Exercise input:
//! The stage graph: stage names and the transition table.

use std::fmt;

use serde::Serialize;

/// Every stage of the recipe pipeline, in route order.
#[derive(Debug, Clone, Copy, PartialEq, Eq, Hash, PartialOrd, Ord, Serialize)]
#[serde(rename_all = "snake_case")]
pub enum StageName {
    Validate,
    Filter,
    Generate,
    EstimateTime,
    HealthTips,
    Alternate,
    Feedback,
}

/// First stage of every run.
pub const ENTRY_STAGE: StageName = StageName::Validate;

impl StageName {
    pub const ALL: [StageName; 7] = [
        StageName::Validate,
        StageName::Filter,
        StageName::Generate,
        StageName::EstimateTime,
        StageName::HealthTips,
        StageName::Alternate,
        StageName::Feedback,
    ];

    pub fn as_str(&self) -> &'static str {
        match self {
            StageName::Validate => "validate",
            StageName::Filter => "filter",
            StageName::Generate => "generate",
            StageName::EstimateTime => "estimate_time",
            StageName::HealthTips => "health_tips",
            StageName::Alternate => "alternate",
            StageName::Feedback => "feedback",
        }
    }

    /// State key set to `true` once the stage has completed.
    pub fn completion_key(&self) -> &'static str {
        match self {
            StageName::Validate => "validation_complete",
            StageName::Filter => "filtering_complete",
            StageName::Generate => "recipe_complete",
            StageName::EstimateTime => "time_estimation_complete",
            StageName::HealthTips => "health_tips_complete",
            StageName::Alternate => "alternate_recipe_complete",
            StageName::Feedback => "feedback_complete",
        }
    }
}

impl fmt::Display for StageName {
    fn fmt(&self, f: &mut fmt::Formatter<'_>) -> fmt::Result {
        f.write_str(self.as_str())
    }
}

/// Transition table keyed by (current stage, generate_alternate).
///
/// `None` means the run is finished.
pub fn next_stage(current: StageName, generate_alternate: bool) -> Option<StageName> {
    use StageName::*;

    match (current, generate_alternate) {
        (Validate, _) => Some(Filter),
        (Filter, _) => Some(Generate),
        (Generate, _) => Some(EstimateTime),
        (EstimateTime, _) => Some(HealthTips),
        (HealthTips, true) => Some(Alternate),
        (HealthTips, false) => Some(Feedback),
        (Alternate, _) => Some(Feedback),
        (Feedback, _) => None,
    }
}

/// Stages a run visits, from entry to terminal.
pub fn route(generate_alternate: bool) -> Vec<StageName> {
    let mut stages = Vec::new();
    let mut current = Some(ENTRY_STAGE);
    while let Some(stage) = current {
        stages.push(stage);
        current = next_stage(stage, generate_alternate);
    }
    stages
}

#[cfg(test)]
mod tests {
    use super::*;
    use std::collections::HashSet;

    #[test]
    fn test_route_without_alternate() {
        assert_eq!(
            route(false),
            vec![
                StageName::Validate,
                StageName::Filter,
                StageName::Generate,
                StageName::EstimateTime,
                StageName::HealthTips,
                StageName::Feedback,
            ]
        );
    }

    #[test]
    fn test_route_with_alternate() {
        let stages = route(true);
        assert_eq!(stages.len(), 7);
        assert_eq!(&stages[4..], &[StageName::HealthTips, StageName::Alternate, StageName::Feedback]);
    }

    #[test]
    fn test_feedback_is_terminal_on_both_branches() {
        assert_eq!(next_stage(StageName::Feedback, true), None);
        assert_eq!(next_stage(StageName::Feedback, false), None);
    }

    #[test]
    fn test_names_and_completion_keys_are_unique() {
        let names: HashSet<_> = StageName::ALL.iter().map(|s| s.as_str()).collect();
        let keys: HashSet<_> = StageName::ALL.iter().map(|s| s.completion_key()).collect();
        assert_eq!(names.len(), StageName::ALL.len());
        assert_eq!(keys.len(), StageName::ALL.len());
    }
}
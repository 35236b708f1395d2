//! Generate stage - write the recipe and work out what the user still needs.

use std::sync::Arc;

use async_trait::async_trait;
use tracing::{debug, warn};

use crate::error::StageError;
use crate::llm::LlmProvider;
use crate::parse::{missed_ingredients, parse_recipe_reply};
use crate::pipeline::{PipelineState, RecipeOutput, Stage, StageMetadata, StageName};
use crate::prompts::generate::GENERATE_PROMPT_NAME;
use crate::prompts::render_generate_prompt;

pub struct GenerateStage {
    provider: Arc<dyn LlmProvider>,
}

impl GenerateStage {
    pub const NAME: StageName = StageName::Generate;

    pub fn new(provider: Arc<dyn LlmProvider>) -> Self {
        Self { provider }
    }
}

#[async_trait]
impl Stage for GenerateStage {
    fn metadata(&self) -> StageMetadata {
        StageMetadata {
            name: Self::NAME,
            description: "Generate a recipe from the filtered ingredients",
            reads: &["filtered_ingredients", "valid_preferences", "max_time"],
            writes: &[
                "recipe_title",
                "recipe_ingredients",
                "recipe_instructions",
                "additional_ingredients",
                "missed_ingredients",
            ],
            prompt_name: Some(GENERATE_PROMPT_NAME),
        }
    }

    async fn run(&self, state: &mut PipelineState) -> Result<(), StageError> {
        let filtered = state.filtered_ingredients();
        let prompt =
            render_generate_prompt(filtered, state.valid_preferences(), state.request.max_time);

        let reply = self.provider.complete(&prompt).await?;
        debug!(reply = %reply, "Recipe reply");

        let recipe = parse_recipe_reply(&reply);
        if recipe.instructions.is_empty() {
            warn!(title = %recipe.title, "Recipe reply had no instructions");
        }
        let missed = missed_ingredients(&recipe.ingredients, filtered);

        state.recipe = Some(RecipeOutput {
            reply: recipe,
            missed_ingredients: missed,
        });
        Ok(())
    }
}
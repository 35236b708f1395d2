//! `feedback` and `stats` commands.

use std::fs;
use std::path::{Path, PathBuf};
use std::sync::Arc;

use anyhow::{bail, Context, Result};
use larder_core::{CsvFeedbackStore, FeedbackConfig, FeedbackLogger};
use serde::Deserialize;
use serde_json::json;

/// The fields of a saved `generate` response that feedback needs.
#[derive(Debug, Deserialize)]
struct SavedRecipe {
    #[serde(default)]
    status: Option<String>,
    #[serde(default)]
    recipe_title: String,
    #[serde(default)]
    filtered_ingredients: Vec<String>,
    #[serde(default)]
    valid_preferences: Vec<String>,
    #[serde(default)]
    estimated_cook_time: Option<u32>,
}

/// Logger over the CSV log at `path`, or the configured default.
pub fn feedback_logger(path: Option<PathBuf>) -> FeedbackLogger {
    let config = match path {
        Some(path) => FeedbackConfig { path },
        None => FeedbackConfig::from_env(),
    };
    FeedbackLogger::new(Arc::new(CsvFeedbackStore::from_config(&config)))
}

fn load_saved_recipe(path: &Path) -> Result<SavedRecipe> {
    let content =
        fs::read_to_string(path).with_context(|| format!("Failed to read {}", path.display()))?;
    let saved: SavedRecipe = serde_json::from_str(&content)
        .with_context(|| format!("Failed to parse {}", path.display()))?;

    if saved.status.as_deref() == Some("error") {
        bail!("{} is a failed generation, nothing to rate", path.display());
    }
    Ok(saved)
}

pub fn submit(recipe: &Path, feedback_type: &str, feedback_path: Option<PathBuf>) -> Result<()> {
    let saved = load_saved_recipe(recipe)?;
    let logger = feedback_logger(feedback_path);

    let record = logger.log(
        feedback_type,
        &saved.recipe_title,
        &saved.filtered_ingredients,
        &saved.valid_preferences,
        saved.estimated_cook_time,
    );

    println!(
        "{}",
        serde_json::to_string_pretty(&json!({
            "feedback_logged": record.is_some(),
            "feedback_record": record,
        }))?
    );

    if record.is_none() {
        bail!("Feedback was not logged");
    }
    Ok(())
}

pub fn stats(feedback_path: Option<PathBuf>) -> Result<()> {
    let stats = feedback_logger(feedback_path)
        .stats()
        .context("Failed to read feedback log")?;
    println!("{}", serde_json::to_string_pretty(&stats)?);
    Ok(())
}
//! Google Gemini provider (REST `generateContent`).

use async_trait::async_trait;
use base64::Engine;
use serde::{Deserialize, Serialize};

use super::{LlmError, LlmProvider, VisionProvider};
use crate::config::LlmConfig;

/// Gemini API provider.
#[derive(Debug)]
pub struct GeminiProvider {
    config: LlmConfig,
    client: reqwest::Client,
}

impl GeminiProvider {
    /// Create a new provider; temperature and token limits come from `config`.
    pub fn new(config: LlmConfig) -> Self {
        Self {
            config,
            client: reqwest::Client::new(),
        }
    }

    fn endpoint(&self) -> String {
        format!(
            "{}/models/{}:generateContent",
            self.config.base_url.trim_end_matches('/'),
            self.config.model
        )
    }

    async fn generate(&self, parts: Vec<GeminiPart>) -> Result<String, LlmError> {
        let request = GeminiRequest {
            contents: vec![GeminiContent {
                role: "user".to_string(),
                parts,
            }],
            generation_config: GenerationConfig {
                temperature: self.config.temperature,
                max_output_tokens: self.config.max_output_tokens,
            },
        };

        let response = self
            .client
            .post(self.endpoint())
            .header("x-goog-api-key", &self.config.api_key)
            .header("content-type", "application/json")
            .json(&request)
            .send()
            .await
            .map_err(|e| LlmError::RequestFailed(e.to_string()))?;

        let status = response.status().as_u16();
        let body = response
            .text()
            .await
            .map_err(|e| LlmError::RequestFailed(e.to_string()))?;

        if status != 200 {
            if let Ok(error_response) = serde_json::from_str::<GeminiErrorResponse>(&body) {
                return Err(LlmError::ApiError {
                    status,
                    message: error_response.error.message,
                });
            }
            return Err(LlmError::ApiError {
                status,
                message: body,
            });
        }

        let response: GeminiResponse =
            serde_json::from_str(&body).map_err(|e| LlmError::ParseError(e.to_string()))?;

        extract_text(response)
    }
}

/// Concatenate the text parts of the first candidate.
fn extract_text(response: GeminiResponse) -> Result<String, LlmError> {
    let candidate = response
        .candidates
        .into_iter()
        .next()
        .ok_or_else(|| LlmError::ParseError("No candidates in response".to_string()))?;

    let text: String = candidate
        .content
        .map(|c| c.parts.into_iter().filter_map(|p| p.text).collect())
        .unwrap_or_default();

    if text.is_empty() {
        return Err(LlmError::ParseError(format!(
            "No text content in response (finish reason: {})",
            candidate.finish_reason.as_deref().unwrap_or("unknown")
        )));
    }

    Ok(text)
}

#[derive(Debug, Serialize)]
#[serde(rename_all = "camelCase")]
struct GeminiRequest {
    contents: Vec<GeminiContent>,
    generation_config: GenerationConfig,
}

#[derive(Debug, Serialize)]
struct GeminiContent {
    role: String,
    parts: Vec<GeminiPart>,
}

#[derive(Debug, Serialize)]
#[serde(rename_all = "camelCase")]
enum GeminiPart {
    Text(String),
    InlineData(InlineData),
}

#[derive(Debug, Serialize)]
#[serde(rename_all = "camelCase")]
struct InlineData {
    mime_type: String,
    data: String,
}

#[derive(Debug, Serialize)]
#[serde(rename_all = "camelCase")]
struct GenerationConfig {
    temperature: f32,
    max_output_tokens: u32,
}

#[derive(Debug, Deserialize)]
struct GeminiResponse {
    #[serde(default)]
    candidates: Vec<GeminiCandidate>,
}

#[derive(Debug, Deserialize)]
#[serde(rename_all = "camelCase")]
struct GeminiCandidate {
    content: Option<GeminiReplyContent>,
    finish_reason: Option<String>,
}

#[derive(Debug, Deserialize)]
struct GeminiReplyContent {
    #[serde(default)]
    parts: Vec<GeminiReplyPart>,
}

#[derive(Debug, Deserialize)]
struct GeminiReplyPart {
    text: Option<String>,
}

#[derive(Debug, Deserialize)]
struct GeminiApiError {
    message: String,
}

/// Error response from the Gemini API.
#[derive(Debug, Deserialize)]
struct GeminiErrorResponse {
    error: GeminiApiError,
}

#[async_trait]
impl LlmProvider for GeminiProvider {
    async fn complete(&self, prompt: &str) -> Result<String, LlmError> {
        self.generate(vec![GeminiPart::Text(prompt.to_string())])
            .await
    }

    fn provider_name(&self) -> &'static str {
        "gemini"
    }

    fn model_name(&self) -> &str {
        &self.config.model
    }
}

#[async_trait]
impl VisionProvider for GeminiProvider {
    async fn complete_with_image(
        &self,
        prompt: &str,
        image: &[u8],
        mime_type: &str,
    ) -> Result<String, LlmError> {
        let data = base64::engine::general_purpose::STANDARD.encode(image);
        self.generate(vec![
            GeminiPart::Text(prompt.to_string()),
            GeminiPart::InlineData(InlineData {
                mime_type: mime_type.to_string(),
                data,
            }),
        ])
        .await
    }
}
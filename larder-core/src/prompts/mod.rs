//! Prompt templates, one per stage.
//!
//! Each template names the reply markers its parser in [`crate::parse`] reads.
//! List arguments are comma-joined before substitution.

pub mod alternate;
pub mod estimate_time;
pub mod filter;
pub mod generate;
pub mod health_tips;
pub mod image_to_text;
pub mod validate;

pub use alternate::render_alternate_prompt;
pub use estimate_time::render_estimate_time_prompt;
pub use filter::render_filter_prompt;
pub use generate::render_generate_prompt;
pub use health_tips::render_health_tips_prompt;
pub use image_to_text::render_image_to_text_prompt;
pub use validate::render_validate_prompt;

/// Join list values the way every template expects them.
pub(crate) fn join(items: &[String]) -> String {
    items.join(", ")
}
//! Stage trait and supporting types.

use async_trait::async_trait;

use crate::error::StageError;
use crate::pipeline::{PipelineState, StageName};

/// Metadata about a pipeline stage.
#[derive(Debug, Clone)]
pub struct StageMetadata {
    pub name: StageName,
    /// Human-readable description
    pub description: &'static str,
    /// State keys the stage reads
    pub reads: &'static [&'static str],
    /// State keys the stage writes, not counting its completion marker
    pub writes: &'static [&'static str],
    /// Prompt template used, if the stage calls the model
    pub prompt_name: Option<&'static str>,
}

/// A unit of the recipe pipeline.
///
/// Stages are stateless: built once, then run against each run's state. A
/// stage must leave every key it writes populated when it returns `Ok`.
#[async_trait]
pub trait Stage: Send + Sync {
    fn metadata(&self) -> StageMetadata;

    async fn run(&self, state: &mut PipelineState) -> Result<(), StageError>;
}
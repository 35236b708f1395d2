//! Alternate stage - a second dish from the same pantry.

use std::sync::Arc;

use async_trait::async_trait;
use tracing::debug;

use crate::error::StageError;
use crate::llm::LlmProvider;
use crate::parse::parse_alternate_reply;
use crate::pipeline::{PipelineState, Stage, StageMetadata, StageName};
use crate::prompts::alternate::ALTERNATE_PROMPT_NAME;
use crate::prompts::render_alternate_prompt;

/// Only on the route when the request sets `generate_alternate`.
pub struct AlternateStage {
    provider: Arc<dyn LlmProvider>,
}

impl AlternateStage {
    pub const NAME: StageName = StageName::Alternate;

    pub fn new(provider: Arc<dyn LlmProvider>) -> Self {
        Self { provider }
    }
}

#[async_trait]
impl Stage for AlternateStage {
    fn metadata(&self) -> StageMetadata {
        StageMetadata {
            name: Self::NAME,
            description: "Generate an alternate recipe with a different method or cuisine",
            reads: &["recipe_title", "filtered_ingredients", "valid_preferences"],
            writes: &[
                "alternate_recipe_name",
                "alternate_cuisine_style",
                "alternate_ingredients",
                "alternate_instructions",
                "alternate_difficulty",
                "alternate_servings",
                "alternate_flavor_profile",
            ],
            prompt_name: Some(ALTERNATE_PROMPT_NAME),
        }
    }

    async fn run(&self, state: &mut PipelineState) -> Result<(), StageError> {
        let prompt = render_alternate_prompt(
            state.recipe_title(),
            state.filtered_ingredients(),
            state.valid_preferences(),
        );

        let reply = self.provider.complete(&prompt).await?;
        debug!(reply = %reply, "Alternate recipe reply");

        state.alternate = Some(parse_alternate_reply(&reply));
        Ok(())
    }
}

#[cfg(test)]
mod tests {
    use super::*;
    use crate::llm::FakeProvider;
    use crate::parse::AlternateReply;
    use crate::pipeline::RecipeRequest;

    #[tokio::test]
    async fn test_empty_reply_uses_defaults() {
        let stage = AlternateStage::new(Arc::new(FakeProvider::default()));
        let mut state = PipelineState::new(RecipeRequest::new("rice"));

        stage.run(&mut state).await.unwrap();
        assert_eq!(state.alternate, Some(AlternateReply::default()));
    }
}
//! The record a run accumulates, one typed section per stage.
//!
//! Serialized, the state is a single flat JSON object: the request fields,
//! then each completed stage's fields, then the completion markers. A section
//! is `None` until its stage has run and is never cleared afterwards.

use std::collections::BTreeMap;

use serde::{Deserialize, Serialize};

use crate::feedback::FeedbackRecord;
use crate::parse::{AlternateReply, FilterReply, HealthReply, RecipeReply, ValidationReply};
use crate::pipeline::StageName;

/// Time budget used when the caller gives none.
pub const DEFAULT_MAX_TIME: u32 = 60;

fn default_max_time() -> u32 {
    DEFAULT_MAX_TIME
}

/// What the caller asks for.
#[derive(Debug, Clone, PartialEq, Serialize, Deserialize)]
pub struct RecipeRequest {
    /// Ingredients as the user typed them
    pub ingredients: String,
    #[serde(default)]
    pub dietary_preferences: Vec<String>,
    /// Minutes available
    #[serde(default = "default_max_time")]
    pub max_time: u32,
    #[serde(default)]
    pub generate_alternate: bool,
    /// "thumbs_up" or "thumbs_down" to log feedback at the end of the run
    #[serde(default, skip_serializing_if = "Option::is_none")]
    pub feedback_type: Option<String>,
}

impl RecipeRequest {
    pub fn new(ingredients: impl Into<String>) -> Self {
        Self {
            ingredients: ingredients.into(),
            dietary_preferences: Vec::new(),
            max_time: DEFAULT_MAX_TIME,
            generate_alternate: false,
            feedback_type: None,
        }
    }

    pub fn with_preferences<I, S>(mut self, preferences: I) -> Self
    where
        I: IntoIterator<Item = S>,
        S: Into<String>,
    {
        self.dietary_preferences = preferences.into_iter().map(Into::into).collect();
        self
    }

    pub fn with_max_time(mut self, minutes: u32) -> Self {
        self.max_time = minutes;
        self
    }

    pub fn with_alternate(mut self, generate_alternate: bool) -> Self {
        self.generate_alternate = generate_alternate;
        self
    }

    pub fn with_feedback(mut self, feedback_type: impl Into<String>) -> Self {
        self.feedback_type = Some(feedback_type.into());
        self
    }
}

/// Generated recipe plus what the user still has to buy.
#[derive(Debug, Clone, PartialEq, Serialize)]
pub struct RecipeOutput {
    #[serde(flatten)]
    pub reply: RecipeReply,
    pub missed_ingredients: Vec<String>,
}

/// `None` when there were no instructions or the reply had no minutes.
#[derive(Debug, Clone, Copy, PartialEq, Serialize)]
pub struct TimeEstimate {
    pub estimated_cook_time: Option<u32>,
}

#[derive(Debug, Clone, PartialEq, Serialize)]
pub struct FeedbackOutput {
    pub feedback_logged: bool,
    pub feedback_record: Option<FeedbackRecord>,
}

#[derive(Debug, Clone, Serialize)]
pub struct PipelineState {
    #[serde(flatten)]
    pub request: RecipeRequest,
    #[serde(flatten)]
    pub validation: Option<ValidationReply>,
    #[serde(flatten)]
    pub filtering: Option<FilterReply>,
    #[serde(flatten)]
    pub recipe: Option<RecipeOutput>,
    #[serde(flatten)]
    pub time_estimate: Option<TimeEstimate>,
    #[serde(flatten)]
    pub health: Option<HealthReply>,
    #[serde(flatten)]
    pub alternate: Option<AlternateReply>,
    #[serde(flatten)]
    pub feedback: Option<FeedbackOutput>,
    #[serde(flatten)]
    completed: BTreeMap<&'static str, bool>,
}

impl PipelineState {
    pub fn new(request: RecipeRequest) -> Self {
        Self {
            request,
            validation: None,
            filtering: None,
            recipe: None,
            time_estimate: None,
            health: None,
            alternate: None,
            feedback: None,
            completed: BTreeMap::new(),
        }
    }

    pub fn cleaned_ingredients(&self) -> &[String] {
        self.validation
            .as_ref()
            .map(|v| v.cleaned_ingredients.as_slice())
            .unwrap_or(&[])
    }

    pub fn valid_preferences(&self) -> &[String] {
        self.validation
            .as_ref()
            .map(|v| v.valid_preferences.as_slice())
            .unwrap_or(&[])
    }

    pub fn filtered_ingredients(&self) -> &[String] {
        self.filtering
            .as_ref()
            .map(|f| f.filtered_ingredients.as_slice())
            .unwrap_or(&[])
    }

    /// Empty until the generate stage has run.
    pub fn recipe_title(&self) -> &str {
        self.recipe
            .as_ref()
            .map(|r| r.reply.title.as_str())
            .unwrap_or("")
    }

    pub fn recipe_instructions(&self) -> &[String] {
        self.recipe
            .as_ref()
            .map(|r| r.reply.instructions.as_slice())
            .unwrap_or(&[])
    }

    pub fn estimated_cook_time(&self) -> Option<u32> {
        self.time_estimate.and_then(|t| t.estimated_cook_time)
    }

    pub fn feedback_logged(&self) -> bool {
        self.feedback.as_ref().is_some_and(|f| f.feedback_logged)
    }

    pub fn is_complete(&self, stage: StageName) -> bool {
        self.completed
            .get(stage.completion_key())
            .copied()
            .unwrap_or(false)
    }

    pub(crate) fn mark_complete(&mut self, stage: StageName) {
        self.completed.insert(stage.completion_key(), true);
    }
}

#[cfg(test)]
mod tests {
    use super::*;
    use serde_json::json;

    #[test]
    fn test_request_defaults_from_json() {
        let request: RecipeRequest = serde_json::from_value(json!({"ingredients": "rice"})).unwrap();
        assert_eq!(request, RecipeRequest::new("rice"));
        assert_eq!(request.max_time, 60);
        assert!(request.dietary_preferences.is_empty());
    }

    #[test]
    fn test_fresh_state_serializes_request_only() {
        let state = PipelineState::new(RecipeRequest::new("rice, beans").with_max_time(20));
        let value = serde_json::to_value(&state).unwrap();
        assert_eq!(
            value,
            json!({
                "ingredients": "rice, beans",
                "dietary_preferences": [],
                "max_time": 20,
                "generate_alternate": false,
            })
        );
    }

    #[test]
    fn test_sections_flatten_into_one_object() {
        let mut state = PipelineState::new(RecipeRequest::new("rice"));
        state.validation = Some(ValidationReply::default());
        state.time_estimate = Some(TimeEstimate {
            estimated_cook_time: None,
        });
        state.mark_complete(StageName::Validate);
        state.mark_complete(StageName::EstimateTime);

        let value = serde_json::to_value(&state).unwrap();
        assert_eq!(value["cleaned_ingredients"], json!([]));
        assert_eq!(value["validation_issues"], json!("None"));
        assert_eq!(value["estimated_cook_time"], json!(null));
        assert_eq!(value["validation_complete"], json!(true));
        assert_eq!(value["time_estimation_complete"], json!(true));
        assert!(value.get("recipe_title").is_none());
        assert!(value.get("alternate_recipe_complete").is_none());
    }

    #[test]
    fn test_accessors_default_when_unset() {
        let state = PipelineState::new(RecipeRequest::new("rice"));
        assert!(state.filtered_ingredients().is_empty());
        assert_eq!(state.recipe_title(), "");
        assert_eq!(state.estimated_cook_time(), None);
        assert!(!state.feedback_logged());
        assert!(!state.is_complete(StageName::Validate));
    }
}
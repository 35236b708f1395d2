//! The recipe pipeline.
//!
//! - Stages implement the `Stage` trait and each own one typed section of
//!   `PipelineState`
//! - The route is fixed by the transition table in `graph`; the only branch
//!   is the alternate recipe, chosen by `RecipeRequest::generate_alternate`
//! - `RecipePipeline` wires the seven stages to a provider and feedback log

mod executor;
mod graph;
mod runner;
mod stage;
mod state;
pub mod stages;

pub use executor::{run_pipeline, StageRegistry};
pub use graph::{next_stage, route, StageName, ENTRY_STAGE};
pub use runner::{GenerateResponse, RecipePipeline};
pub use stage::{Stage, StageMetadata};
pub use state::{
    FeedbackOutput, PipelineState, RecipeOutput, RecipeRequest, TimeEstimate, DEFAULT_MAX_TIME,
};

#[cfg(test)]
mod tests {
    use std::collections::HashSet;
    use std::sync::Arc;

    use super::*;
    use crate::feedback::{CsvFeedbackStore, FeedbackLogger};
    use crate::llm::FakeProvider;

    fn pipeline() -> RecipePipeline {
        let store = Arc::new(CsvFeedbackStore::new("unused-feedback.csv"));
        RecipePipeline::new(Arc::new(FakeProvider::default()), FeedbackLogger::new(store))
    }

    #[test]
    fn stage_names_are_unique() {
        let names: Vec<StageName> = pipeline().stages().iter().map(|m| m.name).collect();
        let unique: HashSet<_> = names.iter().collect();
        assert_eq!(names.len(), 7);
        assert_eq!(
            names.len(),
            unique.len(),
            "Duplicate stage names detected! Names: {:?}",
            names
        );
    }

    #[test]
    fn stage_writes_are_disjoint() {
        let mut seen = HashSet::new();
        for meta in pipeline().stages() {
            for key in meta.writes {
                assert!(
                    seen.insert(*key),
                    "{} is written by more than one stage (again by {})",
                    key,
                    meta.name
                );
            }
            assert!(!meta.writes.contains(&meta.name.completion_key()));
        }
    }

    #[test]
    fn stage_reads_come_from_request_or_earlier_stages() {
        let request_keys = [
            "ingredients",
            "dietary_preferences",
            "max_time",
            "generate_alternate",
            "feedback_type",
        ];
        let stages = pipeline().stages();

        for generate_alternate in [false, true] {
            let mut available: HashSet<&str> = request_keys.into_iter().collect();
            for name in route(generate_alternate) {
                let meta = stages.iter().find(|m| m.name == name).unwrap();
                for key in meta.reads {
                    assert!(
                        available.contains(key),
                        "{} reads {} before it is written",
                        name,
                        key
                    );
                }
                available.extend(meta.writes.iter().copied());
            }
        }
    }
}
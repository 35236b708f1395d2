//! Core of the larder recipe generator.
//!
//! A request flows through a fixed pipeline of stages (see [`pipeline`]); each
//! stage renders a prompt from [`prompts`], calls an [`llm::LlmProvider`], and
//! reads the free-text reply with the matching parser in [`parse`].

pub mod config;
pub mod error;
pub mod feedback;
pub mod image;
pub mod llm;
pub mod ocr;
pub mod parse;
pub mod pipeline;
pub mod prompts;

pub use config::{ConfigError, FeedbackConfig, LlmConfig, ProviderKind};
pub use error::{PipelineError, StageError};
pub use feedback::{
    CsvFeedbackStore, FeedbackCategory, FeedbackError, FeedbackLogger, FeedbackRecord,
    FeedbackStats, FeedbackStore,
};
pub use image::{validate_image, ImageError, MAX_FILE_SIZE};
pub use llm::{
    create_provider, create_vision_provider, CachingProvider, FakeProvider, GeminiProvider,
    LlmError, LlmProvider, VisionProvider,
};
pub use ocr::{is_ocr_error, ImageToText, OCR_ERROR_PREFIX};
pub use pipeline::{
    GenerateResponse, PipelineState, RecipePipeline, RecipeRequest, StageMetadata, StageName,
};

Exercise directions: Report how many lines of the entries hold the word "GenerationConfig". Nothing else is needed.

Reply: 3